For FEBs, local efforts snowball into broader workforce successes

During 2022, Federal Executive Boards across the country created millions of dollars in cost savings and helped raise $33.9 million for charity organizations na...

Of the nearly 2 million employees working for the federal government, about 85% are stationed outside the nation’s capital — creating the need for an effective, collaborative network among agency departments and offices nationwide.

That’s where Federal Executive Boards, or FEBs, come in. The program, founded in 1961 during the Kennedy administration, helps coordinate and communicate among agency headquarters and field offices, for events like snow days and other types of emergencies.
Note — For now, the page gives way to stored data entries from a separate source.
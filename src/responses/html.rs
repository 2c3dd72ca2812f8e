use crate::errors::ServerError;
use crate::responses::ResultResp;
use astra::{Body, ResponseBuilder};
use maud::Markup;

pub fn html_response(markup: Markup) -> ResultResp {
    html_response_with_status(200, markup)
}

/// Used when a form is re-rendered with its errors.
pub fn html_response_with_status(status: u16, markup: Markup) -> ResultResp {
    ResponseBuilder::new()
        .status(status)
        .header("Content-Type", mime::TEXT_HTML_UTF_8.as_ref())
        .body(Body::from(markup.into_string()))
        .map_err(|_| ServerError::InternalError)
}

pub fn stylesheet_response(css: &'static str) -> ResultResp {
    ResponseBuilder::new()
        .status(200)
        .header("Content-Type", mime::TEXT_CSS_UTF_8.as_ref())
        .header("Cache-Control", "max-age=3600")
        .body(Body::from(css.to_string()))
        .map_err(|_| ServerError::InternalError)
}

/// 303 so the browser follows a POST with a GET.
pub fn redirect(location: &str) -> ResultResp {
    ResponseBuilder::new()
        .status(303)
        .header("Location", location)
        .body(Body::empty())
        .map_err(|_| ServerError::InternalError)
}
use chrono::{NaiveDate, NaiveDateTime};
use serde::{Deserialize, Serialize};

#[derive(Debug, Clone, Copy, PartialEq, Eq, Serialize, Deserialize)]
#[serde(rename_all = "kebab-case")]
pub enum EnquiryType {
    WalkIn,
    ByPhone,
}

impl EnquiryType {
    pub const ALL: [EnquiryType; 2] = [EnquiryType::WalkIn, EnquiryType::ByPhone];

    pub fn as_str(&self) -> &'static str {
        match self {
            EnquiryType::WalkIn => "walk-in",
            EnquiryType::ByPhone => "by-phone",
        }
    }

    pub fn label(&self) -> &'static str {
        match self {
            EnquiryType::WalkIn => "Walk-in",
            EnquiryType::ByPhone => "By phone",
        }
    }

    pub fn parse(s: &str) -> Option<Self> {
        Self::ALL.into_iter().find(|t| t.as_str() == s)
    }
}

/// One customer contact. Not tied to any room.
#[derive(Debug, Clone, PartialEq)]
pub struct Enquiry {
    pub id: i64,
    pub user_id: Option<String>,
    pub enquiry_type: EnquiryType,
    pub booking_date: NaiveDate,
    pub notes: String,
    pub created_at: NaiveDateTime,
}

/// Fields staff can set when logging or editing an enquiry.
#[derive(Debug, Clone, PartialEq)]
pub struct EnquiryDraft {
    pub enquiry_type: EnquiryType,
    pub booking_date: NaiveDate,
    pub notes: String,
}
For Anita Spinner, the Office of Personnel Management’s director of the FEB program, the message of communication has remained consistent over the now more than six decades the program has existed.

“The boards really ensure that the senior leaders and those federal employees have a way to communicate and share information,” Spinner said in an interview with Federal News Network.
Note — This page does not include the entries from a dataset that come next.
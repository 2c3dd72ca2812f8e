use crate::db::enquiries::{
    create_enquiry, delete_enquiry, get_enquiry, list_enquiries_for_user, update_enquiry,
};
use crate::errors::ServerError;
use crate::forms::{EnquiryForm, FieldErrors, FormData, DATE_FORMAT};
use crate::responses::{html_response, html_response_with_status, redirect, ResultResp};
use crate::router::{location, Ctx};
use crate::templates::pages::{enquiries_page, enquiry_edit_page, EnquiriesVm};

fn list_vm(ctx: &Ctx, values: FormData, errors: FieldErrors) -> Result<EnquiriesVm, ServerError> {
    let app = ctx.app;
    let enquiries = app
        .db
        .with_conn(|conn| list_enquiries_for_user(conn, app.hotel_id(), &app.config.desk_user))?;

    Ok(EnquiriesVm {
        enquiries,
        today: app.clock.today(),
        values,
        errors,
        notice: ctx.query.get("notice").map(str::to_string),
    })
}

pub fn list(ctx: &Ctx) -> ResultResp {
    let vm = list_vm(ctx, FormData::default(), FieldErrors::default())?;
    html_response(enquiries_page(&vm))
}

pub fn create(ctx: &Ctx) -> ResultResp {
    let app = ctx.app;
    let draft = match EnquiryForm::parse(&ctx.form) {
        Ok(form) => form.into_draft(),
        Err(errors) => {
            let vm = list_vm(ctx, ctx.form.clone(), errors)?;
            return html_response_with_status(400, enquiries_page(&vm));
        }
    };

    let id = app.db.with_conn(|conn| {
        create_enquiry(conn, app.hotel_id(), &app.config.desk_user, &draft, app.clock.now())
    })?;
    tracing::info!(enquiry_id = id, kind = draft.enquiry_type.as_str(), "enquiry logged");

    redirect(&location("/enquiries", &[("notice", "Enquiry saved.")]))
}

pub fn edit_form(ctx: &Ctx, id: i64) -> ResultResp {
    let app = ctx.app;
    let enquiry = app
        .db
        .with_conn(|conn| get_enquiry(conn, app.hotel_id(), id))?
        .ok_or(ServerError::NotFound)?;

    let values = FormData::default()
        .with("enquiry_type", enquiry.enquiry_type.as_str())
        .with("booking_date", enquiry.booking_date.format(DATE_FORMAT).to_string())
        .with("notes", enquiry.notes.as_str());

    html_response(enquiry_edit_page(&enquiry, &values, &FieldErrors::default()))
}

pub fn update(ctx: &Ctx, id: i64) -> ResultResp {
    let app = ctx.app;
    let draft = match EnquiryForm::parse(&ctx.form) {
        Ok(form) => form.into_draft(),
        Err(errors) => {
            let enquiry = app
                .db
                .with_conn(|conn| get_enquiry(conn, app.hotel_id(), id))?
                .ok_or(ServerError::NotFound)?;
            return html_response_with_status(400, enquiry_edit_page(&enquiry, &ctx.form, &errors));
        }
    };

    app.db
        .with_conn(|conn| update_enquiry(conn, app.hotel_id(), id, &draft))?;
    tracing::info!(enquiry_id = id, "enquiry updated");

    redirect(&location("/enquiries", &[("notice", "Enquiry updated.")]))
}

pub fn delete(ctx: &Ctx, id: i64) -> ResultResp {
    let app = ctx.app;
    app.db.with_conn(|conn| delete_enquiry(conn, app.hotel_id(), id))?;
    tracing::info!(enquiry_id = id, "enquiry deleted");

    redirect(&location("/enquiries", &[("notice", "Enquiry deleted.")]))
}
But the 28 FEBs across the country do much more than coordinate for emergency events. They also manage mentoring and training programs, Alternative Dispute Resolutions (ADRs) and support the annual federal employee charity fundraiser, the Combined Federal Campaign (CFC) — just to name a few. Each FEB operates as part of the larger network, but can also maintain specific focuses, dependent on the needs of individual communities.

“That’s what I love about FEBs,” Spinner said. “We say it’s a national network of local connections. What are the needs that have been identified by the senior leaders for those respective employees?”

Over the last year, individual FEBs have focused on, for example, leadership development training, federal retirement training, hosting food and community supply drives and supporting local veteran communities, according to the latest annual report on FEBs, published in May. That’s in addition to broader tasks of assessing supporting federal workforce development, emergency preparedness and community outreach.

During 2022, FEBs provided training opportunities to 18,000 federal employees, creating a cost avoidance of over $6.6 million, the report said. Additionally, FEBs helped avoid over $9.8 million in costs to the government through FEB-sponsored ADR and shared neutrals programs, helping to settle more than 208 federal employee workplace dispute cases. FEBs also helped organize and execute the CFC for 2022, raising $33.9 million for charity organizations nationwide.

The work involved in running FEBs is currently volunteer based.

“For a 61-year-old program, because the value of FEBs has been seen nationwide, departments and agencies have volunteered to staff the program,” Spinner said.

But the Biden administration is looking to change that. In its fiscal 2023 budget, as well as the 2024 budget proposal, the White House called for “stable and permanent funding” and a clearer governance structure among OPM, the Office of Management and Budget and the General Services Administration — the three agencies that oversee the program.

The program has seen some more broadly shifting priorities in recent years, too. FEBs typically hold a forward-looking role to help coordinate efforts, but the pandemic has shifted the mindset, at least to some extent. FEBs had to work to disseminate resources and guidance throughout the pandemic, as well as now transitioning and maintaining a hybrid work environment.

“Despite maybe having to shift to virtual platforms, they’ve still been able to recognize federal employees. And that’s really our goal with everything we do — to really highlight what it means to be a true federal servant and how it can impact the nation,” Spinner said.

At its core, the FEB program is about interagency connections, Spinner said.

“Through interagency connections and working together, FEBs have been able to share resources, break down those silos and be able to help accomplish their agency missions as well,” Spinner said. “Working together, as respective agencies in those locations, has helped to achieve that.”